[Recorded data]
"""

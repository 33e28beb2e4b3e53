//! SDL2 and OpenGL application management.
//!
//! This module defines the [`App`] struct which encapsulates the SDL2
//! and OpenGL context necessary for creating a windowed application.

use std::sync::Arc;

use glow::HasContext;

use crate::config;

/// The [`App`] struct encapsulates the SDL2 and OpenGL context.
///
/// Fields drop in declaration order, so the GL context goes before the window and SDL itself.
pub struct App {
    pub gl: Arc<glow::Context>,
    pub event_pump: sdl2::EventPump,
    pub gl_context: sdl2::video::GLContext,
    pub window: sdl2::video::Window,
    pub video_subsystem: sdl2::VideoSubsystem,
    pub sdl: sdl2::Sdl,
}

impl App {
    /// Creates a new [`App`] with a resizable window of the given title and size and a current
    /// OpenGL core context.
    ///
    /// Any error here is fatal for the viewer.
    pub fn new(title: &str, width: u32, height: u32) -> Result<Self, String> {
        let sdl = sdl2::init().map_err(|e| format!("SDL initialisation failed: {e}"))?;
        let video_subsystem = sdl
            .video()
            .map_err(|e| format!("SDL video initialisation failed: {e}"))?;
        log::info!("SDL initialised");

        let gl_attr = video_subsystem.gl_attr();
        gl_attr.set_context_profile(sdl2::video::GLProfile::Core);
        gl_attr.set_context_version(config::GL_VERSION.0, config::GL_VERSION.1);
        gl_attr.set_double_buffer(true);

        let window = video_subsystem
            .window(title, width, height)
            .position_centered()
            .opengl()
            .resizable()
            .build()
            .map_err(|e| format!("Error creating window: {e}"))?;
        let gl_context = window
            .gl_create_context()
            .map_err(|e| format!("Error creating context: {e}"))?;
        window
            .gl_make_current(&gl_context)
            .map_err(|e| format!("Error making context current: {e}"))?;
        if let Err(e) = video_subsystem.gl_set_swap_interval(sdl2::video::SwapInterval::VSync) {
            log::warn!("Could not enable vsync: {e}");
        }

        let gl = unsafe {
            glow::Context::from_loader_function(|s| {
                video_subsystem.gl_get_proc_address(s) as *const _
            })
        };
        let event_pump = sdl.event_pump()?;
        let gl = Arc::new(gl);

        Ok(Self {
            gl,
            event_pump,
            gl_context,
            window,
            video_subsystem,
            sdl,
        })
    }

    /// Logs the version strings of the current OpenGL context.
    pub fn log_gl_info(&self) {
        unsafe {
            log::info!("OpenGL version: {}", self.gl.get_parameter_string(glow::VERSION));
            log::info!(
                "GLSL version: {}",
                self.gl.get_parameter_string(glow::SHADING_LANGUAGE_VERSION)
            );
            log::info!("Vendor: {}", self.gl.get_parameter_string(glow::VENDOR));
            log::info!("Renderer: {}", self.gl.get_parameter_string(glow::RENDERER));
        }
    }
}
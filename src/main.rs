use std::time::Instant;

use crate::{
    abs::App,
    input::{KeyboardState, UpdateContext},
    viewer::Viewer,
};

mod abs;
mod config;
mod import;
mod input;
mod model;
mod scene;
mod viewer;

fn setup_logger() -> Result<(), fern::InitError> {
    let level = if cfg!(debug_assertions) {
        log::LevelFilter::Debug
    } else {
        log::LevelFilter::Info
    };

    fern::Dispatch::new()
        .format(|out, message, record| {
            out.finish(format_args!(
                "[{}][{}][{}] {}",
                chrono::Local::now().format("%Y-%m-%d %H:%M:%S"),
                record.level(),
                record.target(),
                message
            ))
        })
        .level(level)
        .chain(std::io::stdout())
        .apply()?;
    Ok(())
}

fn main() {
    if let Err(e) = setup_logger() {
        eprintln!("Failed to set up logging: {e}");
    }

    let mut app = match App::new(config::WINDOW_TITLE, config::WINDOW_WIDTH, config::WINDOW_HEIGHT) {
        Ok(app) => app,
        Err(e) => {
            log::error!("{e}");
            std::process::exit(1);
        }
    };
    app.log_gl_info();

    let mut viewer = Viewer::new(&app.gl, app.window.drawable_size());
    let mut last_frame_time = Instant::now();

    while viewer.is_running() {
        let now = Instant::now();
        let delta_time = now.duration_since(last_frame_time).as_secs_f32();
        last_frame_time = now;

        for event in app.event_pump.poll_iter() {
            viewer.handle_event(&event);
        }

        // Key state is only current once the event queue has been drained.
        let keyboard = KeyboardState::capture(&app.event_pump);
        viewer.update(&UpdateContext::new(&keyboard, delta_time));
        viewer.render();

        if delta_time > 0.0 {
            let title = format!("{} - FPS: {:.0}", config::WINDOW_TITLE, 1.0 / delta_time);
            if let Err(e) = app.window.set_title(&title) {
                log::warn!("Could not set window title: {e}");
            }
        }
        app.window.gl_swap_window();
    }

    viewer.shutdown();
}
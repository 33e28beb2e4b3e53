//! The [`Gpu`] trait, the seam through which GPU object lifetimes flow.
//!
//! Every buffer, vertex array and texture the viewer owns is created and released through this
//! trait. The real implementation forwards to [`glow::Context`]; tests use a recording backend to
//! check that every handle created during load is released exactly once.

use glow::HasContext;

use crate::abs::texture::{TextureImage, TextureUpload};

/// A vertex attribute sourced from its own tightly packed `f32` buffer.
#[derive(Clone, Copy, Debug, PartialEq)]
pub struct VertexAttribute<B> {
    /// Shader input slot.
    pub location: u32,
    /// Number of `f32` components per vertex.
    pub components: i32,
    pub buffer: B,
}

/// Creation, release and use of GPU objects.
pub trait Gpu {
    type BufferId: Copy + std::fmt::Debug + PartialEq;
    type VertexArrayId: Copy + std::fmt::Debug + PartialEq;
    type TextureId: Copy + std::fmt::Debug + PartialEq;

    /// Creates a static buffer and uploads `data` into it verbatim.
    fn upload_buffer(&self, data: &[u8]) -> Result<Self::BufferId, String>;

    fn release_buffer(&self, buffer: Self::BufferId);

    /// Creates a vertex array binding each attribute to its buffer, with `index_buffer` as the
    /// element buffer.
    fn upload_vertex_array(
        &self,
        attributes: &[VertexAttribute<Self::BufferId>],
        index_buffer: Self::BufferId,
    ) -> Result<Self::VertexArrayId, String>;

    fn release_vertex_array(&self, vertex_array: Self::VertexArrayId);

    /// Creates a mipmapped, repeating 2D texture from `image` using the given upload path.
    fn upload_texture(
        &self,
        image: &TextureImage,
        upload: &TextureUpload,
    ) -> Result<Self::TextureId, String>;

    fn release_texture(&self, texture: Self::TextureId);

    /// Binds a texture to the given texture unit.
    fn bind_texture_unit(&self, texture: Self::TextureId, unit: u32);

    /// Draws `index_count` `u32` indices as triangles.
    fn draw_indexed_triangles(&self, vertex_array: Self::VertexArrayId, index_count: usize);
}

impl Gpu for glow::Context {
    type BufferId = glow::NativeBuffer;
    type VertexArrayId = glow::NativeVertexArray;
    type TextureId = glow::NativeTexture;

    fn upload_buffer(&self, data: &[u8]) -> Result<glow::NativeBuffer, String> {
        unsafe {
            let buffer = self.create_buffer()?;
            self.bind_buffer(glow::ARRAY_BUFFER, Some(buffer));
            self.buffer_data_u8_slice(glow::ARRAY_BUFFER, data, glow::STATIC_DRAW);
            self.bind_buffer(glow::ARRAY_BUFFER, None);
            Ok(buffer)
        }
    }

    fn release_buffer(&self, buffer: glow::NativeBuffer) {
        unsafe {
            self.delete_buffer(buffer);
        }
    }

    fn upload_vertex_array(
        &self,
        attributes: &[VertexAttribute<glow::NativeBuffer>],
        index_buffer: glow::NativeBuffer,
    ) -> Result<glow::NativeVertexArray, String> {
        unsafe {
            let vao = self.create_vertex_array()?;
            self.bind_vertex_array(Some(vao));

            for attribute in attributes {
                self.bind_buffer(glow::ARRAY_BUFFER, Some(attribute.buffer));
                self.enable_vertex_attrib_array(attribute.location);
                self.vertex_attrib_pointer_f32(
                    attribute.location,
                    attribute.components,
                    glow::FLOAT,
                    false,
                    0,
                    0,
                );
            }

            self.bind_buffer(glow::ELEMENT_ARRAY_BUFFER, Some(index_buffer));

            // The element buffer binding is recorded in the VAO, so unbind the VAO first.
            self.bind_vertex_array(None);
            self.bind_buffer(glow::ELEMENT_ARRAY_BUFFER, None);
            self.bind_buffer(glow::ARRAY_BUFFER, None);
            Ok(vao)
        }
    }

    fn release_vertex_array(&self, vertex_array: glow::NativeVertexArray) {
        unsafe {
            self.delete_vertex_array(vertex_array);
        }
    }

    fn upload_texture(
        &self,
        image: &TextureImage,
        upload: &TextureUpload,
    ) -> Result<glow::NativeTexture, String> {
        unsafe {
            let texture = self.create_texture()?;
            self.bind_texture(glow::TEXTURE_2D, Some(texture));
            self.pixel_store_i32(glow::UNPACK_ALIGNMENT, 1);
            self.tex_image_2d(
                glow::TEXTURE_2D,
                0,
                upload.internal_format as i32,
                image.width as i32,
                image.height as i32,
                0,
                upload.format,
                upload.data_type,
                glow::PixelUnpackData::Slice(Some(image.pixels.as_slice())),
            );
            self.pixel_store_i32(glow::UNPACK_ALIGNMENT, 4);
            self.generate_mipmap(glow::TEXTURE_2D);
            self.tex_parameter_i32(glow::TEXTURE_2D, glow::TEXTURE_WRAP_S, glow::REPEAT as i32);
            self.tex_parameter_i32(glow::TEXTURE_2D, glow::TEXTURE_WRAP_T, glow::REPEAT as i32);
            self.tex_parameter_i32(
                glow::TEXTURE_2D,
                glow::TEXTURE_MIN_FILTER,
                glow::LINEAR_MIPMAP_LINEAR as i32,
            );
            self.tex_parameter_i32(
                glow::TEXTURE_2D,
                glow::TEXTURE_MAG_FILTER,
                glow::LINEAR as i32,
            );
            self.bind_texture(glow::TEXTURE_2D, None);
            Ok(texture)
        }
    }

    fn release_texture(&self, texture: glow::NativeTexture) {
        unsafe {
            self.delete_texture(texture);
        }
    }

    fn bind_texture_unit(&self, texture: glow::NativeTexture, unit: u32) {
        unsafe {
            self.active_texture(glow::TEXTURE0 + unit);
            self.bind_texture(glow::TEXTURE_2D, Some(texture));
        }
    }

    fn draw_indexed_triangles(&self, vertex_array: glow::NativeVertexArray, index_count: usize) {
        unsafe {
            self.bind_vertex_array(Some(vertex_array));
            self.draw_elements(glow::TRIANGLES, index_count as i32, glow::UNSIGNED_INT, 0);
            self.bind_vertex_array(None);
        }
    }
}
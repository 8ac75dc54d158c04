use std::collections::{HashMap, VecDeque};
use std::sync::Mutex;

use crate::constants::HISTORY_WINDOW;

#[derive(Debug, Clone)]
pub struct HistoryEntry {
    pub author: String,
    pub body: String,
}

/// Per-channel rolling window of recent exchanges, used only as prompt
/// context. Not authoritative: resets on restart, and dropping it loses
/// nothing that matters.
#[derive(Debug, Default)]
pub struct RollingHistory {
    inner: Mutex<HashMap<String, VecDeque<HistoryEntry>>>,
}

impl RollingHistory {
    pub fn new() -> Self {
        Self::default()
    }

    pub fn push(&self, channel: &str, author: &str, body: &str) {
        let mut map = self.inner.lock().expect("history mutex poisoned");
        let window = map.entry(channel.to_string()).or_default();

        window.push_back(HistoryEntry {
            author: author.to_string(),
            body: body.to_string(),
        });

        while window.len() > HISTORY_WINDOW {
            window.pop_front();
        }
    }

    /// Last `count` entries joined oldest-first as `author: body` lines
    pub fn context(&self, channel: &str, count: usize) -> Option<String> {
        let map = self.inner.lock().expect("history mutex poisoned");
        let window = map.get(channel)?;

        if window.is_empty() {
            return None;
        }

        let skip = window.len().saturating_sub(count);
        let joined = window
            .iter()
            .skip(skip)
            .map(|entry| format!("{}: {}", entry.author, entry.body))
            .collect::<Vec<_>>()
            .join("\n");

        Some(joined)
    }
}

#[cfg(test)]
mod test {
    use super::*;

    #[test]
    fn test_window_caps_at_limit() {
        let history = RollingHistory::new();
        for i in 0..50 {
            history.push("lounge", "someone", &format!("message {i}"));
        }

        let map = history.inner.lock().unwrap();
        assert_eq!(map.get("lounge").unwrap().len(), HISTORY_WINDOW);
        assert_eq!(map.get("lounge").unwrap().front().unwrap().body, "message 30");
    }

    #[test]
    fn test_context_is_oldest_first() {
        let history = RollingHistory::new();
        history.push("lounge", "a", "first");
        history.push("lounge", "b", "second");
        history.push("lounge", "c", "third");

        let context = history.context("lounge", 2).unwrap();
        assert_eq!(context, "b: second\nc: third");
    }

    #[test]
    fn test_unknown_channel_has_no_context() {
        let history = RollingHistory::new();
        assert!(history.context("nowhere", 5).is_none());
    }

    #[test]
    fn test_channels_are_independent() {
        let history = RollingHistory::new();
        history.push("lounge", "a", "hello");
        history.push("task-board", "b", "claiming");

        assert_eq!(history.context("lounge", 5).unwrap(), "a: hello");
        assert_eq!(history.context("task-board", 5).unwrap(), "b: claiming");
    }
}
use std::collections::HashSet;
use std::sync::Arc;
use std::time::Duration;

use futures::StreamExt;
use irc::client::prelude::*;
use irc::proto::CapSubCommand;
use leaky_bucket::RateLimiter;
use thiserror::Error;
use tokio::task::JoinHandle;
use tracing::{info, instrument, warn};
use uuid::Uuid;

use crate::bot::{self, commands::SenderInfo};
use crate::chat::ChatOrchestrator;
use crate::constants::{IRC_PING_TIME, IRC_PORT, IRC_SERVER};
use crate::util::env::{self, EnvErr};

// platform send budget: 20 lines per 30 seconds
const SEND_BURST: usize = 20;
const SEND_REFILL_MS: u64 = 1500;

#[derive(Debug)]
pub struct BotConnection {
    pub config: Config,
    pub client: Client,
    pub channels: Vec<String>,
    pub login: String,
    pub id: Uuid,
}

/// Spawns the platform listener, or nothing at all when the bot credentials
/// are absent - the HTTP surface keeps working either way.
#[instrument(skip(orchestrator))]
pub async fn bot_runner(orchestrator: Arc<ChatOrchestrator>) -> BotResult<Vec<JoinHandle<()>>> {
    let vars = env::vars().await?;

    if !vars.bot_configured() {
        tracing::warn!("bot credentials or channel list unset - listener disabled");
        return Ok(Vec::new());
    }

    let channels = vars.bot_channels.clone();
    let handle = tokio::spawn(async move {
        if let Err(e) = run_event_loop(channels, orchestrator).await {
            tracing::error!(error = ?e, "bot listener exited");
        }
    });

    Ok(vec![handle])
}

async fn run_event_loop(
    channels: Vec<String>,
    orchestrator: Arc<ChatOrchestrator>,
) -> BotResult<()> {
    let mut conn = BotConnection::init(channels).await?;
    conn.connect()?;

    let mut stream = conn.client.stream()?;
    let limiter = RateLimiter::builder()
        .max(SEND_BURST)
        .initial(SEND_BURST)
        .refill(1)
        .interval(Duration::from_millis(SEND_REFILL_MS))
        .build();

    let mut check_interval = tokio::time::interval(Duration::from_secs(30));
    check_interval.tick().await;

    loop {
        tokio::select! {
            Some(msg_res) = stream.next() => {
                match msg_res {
                    Ok(msg) => {
                        if let Err(e) = handle_message(&msg, &mut conn, &orchestrator, &limiter).await {
                            tracing::error!(error = ?e, "message handling failure");
                        }
                    }
                    Err(e) => {
                        tracing::error!(error = ?e, "stream read failure");
                    }
                }
            }

            _ = check_interval.tick() => {
                if let Err(e) = rejoin_channels(&mut conn) {
                    tracing::error!(error = ?e, "channel rejoin failure");
                }
            }
        }
    }
}

impl BotConnection {
    #[instrument(skip(channels))]
    pub async fn init(channels: Vec<String>) -> BotResult<Self> {
        let vars = env::vars().await?;
        let login = vars.bot_login.clone().unwrap_or_default();
        let token = vars.bot_token.clone().unwrap_or_default();

        let channel_rooms: Vec<String> = channels.iter().map(|chan| format!("#{}", chan)).collect();

        tracing::info!(channels = ?channels, "channel list");

        let config = Config {
            use_tls: Some(true),
            nickname: Some(login.clone()),
            password: Some(format!("oauth:{}", token)),

            server: Some(IRC_SERVER.to_string()),
            port: Some(IRC_PORT),
            ping_time: Some(IRC_PING_TIME),
            ..Config::default()
        };

        let connection = Client::from_config(config.clone()).await?;

        Ok(Self {
            config,
            client: connection,
            channels: channel_rooms,
            login,
            id: Uuid::new_v4(),
        })
    }

    #[instrument(skip(self))]
    pub fn connect(&mut self) -> BotResult<()> {
        self.client.identify()?; // authenticate
        self.client.send_cap_req(&[
            ChatCap::Commands.into(),
            ChatCap::Membership.into(),
            ChatCap::Tags.into(),
        ])?;

        Ok(())
    }

    #[instrument(skip(self))]
    pub fn join_all_channels(&mut self) -> BotResult<()> {
        let channels = self.channels.clone();
        self.join_channels(channels)
    }

    #[instrument(skip(self))]
    pub fn join_channels(&mut self, channels: Vec<String>) -> BotResult<()> {
        let join_str = channels.join(",");

        tracing::info!("sending join");
        self.client.send_join(join_str)?;

        Ok(())
    }

    #[instrument(skip(self), fields(id = %self.id))]
    pub fn get_joined(&mut self) -> Vec<String> {
        if let Some(channels) = self.client.list_channels() {
            return channels;
        }

        Vec::new()
    }
}

#[instrument(skip(conn))]
fn rejoin_channels(conn: &mut BotConnection) -> BotResult<()> {
    let expected: HashSet<String> = conn.channels.iter().cloned().collect();
    let joined: HashSet<String> = conn.get_joined().into_iter().collect();

    let missing: Vec<String> = expected.difference(&joined).cloned().collect();

    if !missing.is_empty() {
        tracing::warn!(missing_count = missing.len(), missing = ?missing, "trying channel rejoin");
        conn.join_channels(missing)?;
    } else {
        tracing::debug!(joined_count = joined.len(), "all channels appear joined");
    }

    Ok(())
}

#[instrument(skip(msg, conn, orchestrator, limiter))]
async fn handle_message(
    msg: &Message,
    conn: &mut BotConnection,
    orchestrator: &ChatOrchestrator,
    limiter: &RateLimiter,
) -> BotResult<()> {
    match &msg.command {
        // this is the only command we REALLY care about, but the others
        // are nice to have
        Command::PRIVMSG(channel, msg_content) => {
            let sender = parse_tags(msg);
            let channel_name = channel.trim_start_matches('#').to_string();

            tracing::info!(login = sender.login, channel = channel_name, "RX PRIVMSG");

            let replies =
                bot::handle_privmsg(orchestrator, &sender, &channel_name, msg_content, &conn.login)
                    .await;

            for line in replies {
                limiter.acquire_one().await;
                conn.client.send_privmsg(channel, line)?;
            }
        }

        Command::PONG(_, _) | Command::PING(_, _) => {
            let joined = conn.get_joined();
            tracing::debug!(
                current_joined_channel_count = joined.len(),
                total_tracked_channel_count = conn.channels.len(),
                "join stats (RX PING)",
            );
        }

        Command::CAP(_, result, caps, _) => match result {
            CapSubCommand::ACK => {
                if let Some(caps) = caps {
                    tracing::info!("CAP REQ {} ok", caps);
                }

                if conn.get_joined().is_empty() {
                    conn.join_all_channels()?;
                }
            }

            CapSubCommand::NAK => {
                tracing::warn!("CAP REQ {:?} invalid", caps)
            }

            _ => tracing::error!("unknown CAP REQ res {:?} (raw msg={:?})", result, msg),
        },

        Command::NOTICE(msg_id, target) => {
            tracing::warn!("{}: RECV NOTICE: {}", target, msg_id);
        }

        Command::JOIN(channel, _, _) => {
            if let Some(Prefix::Nickname(user, _, _)) = &msg.prefix {
                tracing::debug!("{}: JOIN {}", user, channel);
            }
        }

        Command::PART(channel, _) => {
            if let Some(Prefix::Nickname(user, _, _)) = &msg.prefix {
                tracing::info!("{}: PART {}", user, channel);
            }
        }

        Command::Response(Response::RPL_MOTD, parts) if parts.len() > 1 => {
            info!(username = parts[0], motd = parts[1], "MOTD RX");
        }

        _ => {
            tracing::debug!(command = ?msg.command, message = ?msg, "received generic cmd");
        }
    }

    Ok(())
}

/// Pulls sender identity and badge bits out of the message tag envelope
#[instrument(skip(msg))]
pub fn parse_tags(msg: &Message) -> SenderInfo {
    let mut result = SenderInfo::default();

    if let Some(Prefix::Nickname(nick, _, _)) = &msg.prefix {
        result.login = nick.to_lowercase();
    }

    for tag in msg.tags.clone().unwrap_or_default() {
        match (tag.0.as_str(), tag.1) {
            ("user-id", Some(user_id)) => result.user_id = user_id,
            ("display-name", Some(name)) => result.display_name = name,
            ("color", Some(color)) => result.color = color,
            ("mod", Some(flag)) => result.moderator = result.moderator || flag == "1",
            ("badges", Some(badges)) => {
                if badges.split(',').any(|badge| badge.starts_with("broadcaster/")) {
                    result.broadcaster = true;
                }
                if badges.split(',').any(|badge| badge.starts_with("moderator/")) {
                    result.moderator = true;
                }
            }
            _ => (),
        }
    }

    if result.login.is_empty() {
        warn!(tags = ?msg.tags, "PRIVMSG without a usable sender prefix");
    }

    result
}

#[derive(Debug)]
pub enum ChatCap {
    Tags,
    Commands,
    Membership,
}

impl From<ChatCap> for Capability {
    fn from(value: ChatCap) -> Self {
        match value {
            ChatCap::Tags => Capability::Custom("twitch.tv/tags"),
            ChatCap::Commands => Capability::Custom("twitch.tv/commands"),
            ChatCap::Membership => Capability::Custom("twitch.tv/membership"),
        }
    }
}

pub type BotResult<T> = core::result::Result<T, BotErr>;

#[derive(Debug, Error)]
pub enum BotErr {
    #[error(transparent)]
    EnvError(#[from] EnvErr),

    #[error(transparent)]
    ClientError(#[from] irc::error::Error),
}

"""

### AIM OF THE EXERCISE
Identify the lines in the entries that hold "struct" and return each one.

### SOLUTION TO THIS EXERCISE
//! This module defines the [`App`] struct which encapsulates the SDL2
/// The [`App`] struct encapsulates the SDL2 and OpenGL context.
pub struct App {
pub struct VertexAttribute<B> {
pub struct HistoryEntry {
pub struct RollingHistory {
pub struct BotConnection {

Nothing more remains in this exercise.